Mind that this is a concern being raised over interstate wagering, which also would apply to international wagering. To the best of my recollection, the statutes governing online wagering in all three states that have already legalized online poker specifically declare that the wager takes place in that state, regardless of where the player is situated.
Fast forward to this morning, when a guest editorial by prominent gaming attorney A. Jeff Ifrah was published over at pokerfuse, which with full disclosure, is another outlet where my words appear. Ifrah’s piece, “Location of the Game,” is part of the fuse’s new premium subscriber service, meaning that the bulk of the story is hidden behind a paywall, but the gist of Ifrah’s argument is that the DOJ’s argument, used as justification for many of its busts of international firms (including “Black Friday”) is a “fiction”.
It’s a compelling argument. Here’s one brief quote:
The DOJ applied the same reasoning in order to justifyshutting down and seizing the assets of online poker websites in the U.S. in April 2011: because players were located in the U.S., the DOJ alleged that the gaming transactions took place in the U.S. However, this user-based approach to determining where an i-gaming transaction takes place yields an inaccurate result, because it does not take into account the fact that the bet is not placed until it reaches the gaming operator’s server and is processed through its system
— A. Jeff Ifrah, “Location of the Game,” pokerfuse.com
What Ifrah declares is that online wagers must be declared to be occurring in the states where these new sites are based. Ifrah doesn’t introduce the contrapositive in this piece, which by now should be causing the light bulb to go on in your head as well: If the wager is being defined by statute as based on the site’s physical location (meaning the servers where the core software engine resides), and not the players, than all those offshore sites aren’t doing business in the U.S. at all… and never have been.
The payoff is this: New Jersey, Nevada and Delaware, by declaring that their own authorized sites are the location of the wager, may have already inadvertently authorized their citizens to go ahead and wager on offer sites without fear of any repercussion. The exception to this is sports wagering, which is covered under separate law.

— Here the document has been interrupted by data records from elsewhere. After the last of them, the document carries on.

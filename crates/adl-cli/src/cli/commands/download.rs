//! `adl download [run-id]` – select artifacts and extract them under a directory.

use adl_core::artifact::SelectionCriteria;
use adl_core::config::AdlConfig;
use adl_core::platform::Chooser;
use adl_core::remote::HttpPlatform;
use adl_core::run::{self, DownloadOptions};
use anyhow::{Context, Result};
use std::path::PathBuf;

use super::resolve_repo;
use crate::cli::prompt::{self, TerminalChooser};

/// Prompting happens only when nothing narrows the selection and a terminal is attached.
fn wants_prompt(run_id: Option<&str>, criteria: &SelectionCriteria, terminal: bool) -> bool {
    run_id.is_none() && criteria.is_empty() && terminal
}

pub async fn run_download(
    cfg: &AdlConfig,
    run_id: Option<String>,
    dir: Option<PathBuf>,
    names: Vec<String>,
    patterns: Vec<String>,
    repo: Option<&str>,
) -> Result<()> {
    let repo = resolve_repo(cfg, repo)?;
    let criteria = SelectionCriteria::new(names, patterns);
    let interactive = wants_prompt(run_id.as_deref(), &criteria, prompt::can_prompt());
    let opts = DownloadOptions {
        run_id,
        destination_dir: dir
            .or_else(|| cfg.download_dir.clone())
            .unwrap_or_else(|| PathBuf::from(".")),
        criteria,
    };
    tracing::info!(
        repo = %repo,
        run_id = opts.run_id.as_deref().unwrap_or("<latest>"),
        dir = %opts.destination_dir.display(),
        interactive,
        "download requested"
    );

    let platform = HttpPlatform::new(cfg, repo);
    let destination = opts.destination_dir.clone();
    let count = tokio::task::spawn_blocking(move || {
        let terminal = TerminalChooser;
        let chooser: Option<&dyn Chooser> = if interactive { Some(&terminal) } else { None };
        run::run_download(&platform, &opts, chooser)
    })
    .await
    .context("download task join")??;

    println!(
        "Downloaded {} artifact(s) to {}",
        count,
        destination.display()
    );
    Ok(())
}
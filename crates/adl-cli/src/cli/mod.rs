//! CLI for ADL, the build artifact downloader.

mod commands;
mod prompt;

use adl_core::config;
use anyhow::Result;
use clap::{Parser, Subcommand};
use std::path::PathBuf;

use commands::{run_completions, run_download, run_list};

/// Top-level CLI for ADL.
#[derive(Debug, Parser)]
#[command(name = "adl")]
#[command(about = "ADL: download artifacts generated by a workflow run", long_about = None)]
pub struct Cli {
    #[command(subcommand)]
    pub command: CliCommand,
}

#[derive(Debug, Subcommand)]
pub enum CliCommand {
    /// Download artifacts generated by a workflow run.
    ///
    /// Each artifact is extracted into its own directory named after the artifact.
    /// If exactly one name is given, it is extracted straight into the destination
    /// directory. Without a run ID, names, or patterns, artifacts are picked
    /// interactively when running in a terminal.
    Download {
        /// Workflow run ID; omit to use the repository's latest artifacts.
        run_id: Option<String>,

        /// The directory to download artifacts into.
        #[arg(short = 'D', long = "dir", value_name = "DIR")]
        dir: Option<PathBuf>,

        /// Download artifacts that match any of the given names.
        #[arg(short = 'n', long = "name", value_name = "NAME")]
        names: Vec<String>,

        /// Download artifacts that match a glob pattern.
        #[arg(short = 'p', long = "pattern", value_name = "PATTERN")]
        patterns: Vec<String>,

        /// Repository as OWNER/REPO (overrides `repo` in config.toml).
        #[arg(short = 'R', long, value_name = "OWNER/REPO")]
        repo: Option<String>,
    },

    /// List artifacts of a workflow run.
    List {
        /// Workflow run ID; omit to list the repository's latest artifacts.
        run_id: Option<String>,

        /// Repository as OWNER/REPO (overrides `repo` in config.toml).
        #[arg(short = 'R', long, value_name = "OWNER/REPO")]
        repo: Option<String>,

        /// Include expired artifacts.
        #[arg(long)]
        all: bool,
    },

    /// Print a shell completion script to stdout.
    Completions {
        #[arg(value_enum)]
        shell: clap_complete::Shell,
    },
}

impl CliCommand {
    pub async fn run_from_args() -> Result<()> {
        let cli = Cli::parse();

        if let CliCommand::Completions { shell } = cli.command {
            run_completions(shell);
            return Ok(());
        }

        let cfg = config::load_or_init()?;
        tracing::debug!("loaded config: {:?}", cfg);

        match cli.command {
            CliCommand::Download {
                run_id,
                dir,
                names,
                patterns,
                repo,
            } => run_download(&cfg, run_id, dir, names, patterns, repo.as_deref()).await?,
            CliCommand::List { run_id, repo, all } => {
                run_list(&cfg, run_id, repo.as_deref(), all).await?
            }
            CliCommand::Completions { .. } => {}
        }

        Ok(())
    }
}

#[cfg(test)]
mod tests;
//! CLI command handlers, one per file.

mod completions;
mod download;
mod list;

pub use completions::run_completions;
pub use download::run_download;
pub use list::run_list;

use adl_core::config::AdlConfig;
use adl_core::remote::RepoRef;
use anyhow::{Context, Result};

/// Repository from `--repo`, else from config.
pub(crate) fn resolve_repo(cfg: &AdlConfig, flag: Option<&str>) -> Result<RepoRef> {
    let raw = flag.or(cfg.repo.as_deref()).context(
        "no repository given; pass --repo OWNER/REPO or set `repo` in config.toml",
    )?;
    raw.parse()
}
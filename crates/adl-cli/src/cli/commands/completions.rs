//! `adl completions <shell>` – print a completion script.

use clap::CommandFactory;
use clap_complete::Shell;

use crate::cli::Cli;

pub fn run_completions(shell: Shell) {
    let mut cmd = Cli::command();
    clap_complete::generate(shell, &mut cmd, "adl", &mut std::io::stdout());
}
//! Placement policy: one directory per artifact, or flatten into the root.

use crate::artifact::SelectionCriteria;

/// Returns true when each artifact must land in its own `<root>/<name>` directory.
///
/// Only a single explicit name with no patterns may be flattened into the root;
/// patterns, download-everything, and multiple names can all yield several
/// artifacts whose files would collide.
pub fn requires_isolation(criteria: &SelectionCriteria) -> bool {
    if !criteria.patterns.is_empty() {
        return true;
    }
    criteria.names.len() != 1
}
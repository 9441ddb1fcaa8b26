//! Artifact digest verification.
//!
//! Listings may carry a `sha256:<hex>` digest for each archive. The archive is
//! hashed after the transfer completes, before it is extracted.

use anyhow::{Context, Result};
use sha2::{Digest, Sha256};
use std::fs::File;
use std::io::Read;
use std::path::Path;

const BUF_SIZE: usize = 64 * 1024;

/// Compute SHA-256 of a file and return the digest as lowercase hex.
pub fn sha256_path(path: &Path) -> Result<String> {
    let mut f = File::open(path).with_context(|| format!("open {}", path.display()))?;
    let mut hasher = Sha256::new();
    let mut buf = vec![0u8; BUF_SIZE];
    loop {
        let n = f
            .read(&mut buf)
            .with_context(|| format!("read {}", path.display()))?;
        if n == 0 {
            break;
        }
        hasher.update(&buf[..n]);
    }
    Ok(hex::encode(hasher.finalize()))
}

/// Checks `path` against a digest of the form `sha256:<hex>`.
///
/// Digests using any other algorithm are not checked and pass with a debug log.
pub fn verify_digest(path: &Path, digest: &str) -> Result<()> {
    let Some((algo, expected)) = digest.split_once(':') else {
        anyhow::bail!("malformed digest {:?}", digest);
    };
    if !algo.eq_ignore_ascii_case("sha256") {
        tracing::debug!(algo, "skipping verification for unsupported digest");
        return Ok(());
    }
    let actual = sha256_path(path)?;
    if !actual.eq_ignore_ascii_case(expected.trim()) {
        anyhow::bail!(
            "digest mismatch for {}: expected sha256:{}, got sha256:{}",
            path.display(),
            expected.trim(),
            actual
        );
    }
    Ok(())
}
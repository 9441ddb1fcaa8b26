//! Listing endpoint URLs and response pages.

use anyhow::{Context, Result};
use serde::Deserialize;
use url::Url;

use super::RepoRef;
use crate::artifact::ArtifactDescriptor;

/// One page of an artifact listing.
#[derive(Debug, Deserialize)]
pub(crate) struct ListingPage {
    #[serde(default)]
    pub(crate) total_count: u64,
    #[serde(default)]
    pub(crate) artifacts: Vec<ArtifactDescriptor>,
}

pub(crate) fn parse_page(body: &[u8]) -> Result<ListingPage> {
    Ok(serde_json::from_slice(body)?)
}

/// Builds the listing URL for `page` (1-based). Without `run_id` the URL lists
/// the repository's artifacts across runs, newest first.
///
/// Path segments are percent-encoded, so a run id can't reshape the path.
pub fn listing_url(
    api_url: &str,
    repo: &RepoRef,
    run_id: Option<&str>,
    per_page: u32,
    page: u32,
) -> Result<Url> {
    let mut url = Url::parse(api_url).with_context(|| format!("invalid api_url {:?}", api_url))?;
    {
        let mut segments = url
            .path_segments_mut()
            .map_err(|_| anyhow::anyhow!("api_url cannot be a base URL: {}", api_url))?;
        segments
            .pop_if_empty()
            .extend(["repos", repo.owner.as_str(), repo.name.as_str(), "actions"]);
        if let Some(run_id) = run_id {
            segments.extend(["runs", run_id]);
        }
        segments.push("artifacts");
    }
    url.query_pairs_mut()
        .append_pair("per_page", &per_page.to_string())
        .append_pair("page", &page.to_string());
    Ok(url)
}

Now, I’m not a lawyer, and this column in no way represents any form of legal advice, but darned if it doesn’t look like New Jersey and these other states may have already rolled out a legal red carpet, allowing some international sites to open the door back up to at least those three states. This is particularly if they’ve never served the U.S. market previously. Oddly enough, PokerStars and bwin.party, the latter being the parent of PartyPoker, might be among the few companies who couldn’t re-enter these newly opened states, due to the nature of the settlements those firms have already made with the Department of Justice.
Has Pandora’s Box been opened? We’re likely to find out the answer to this one sooner, rather than later.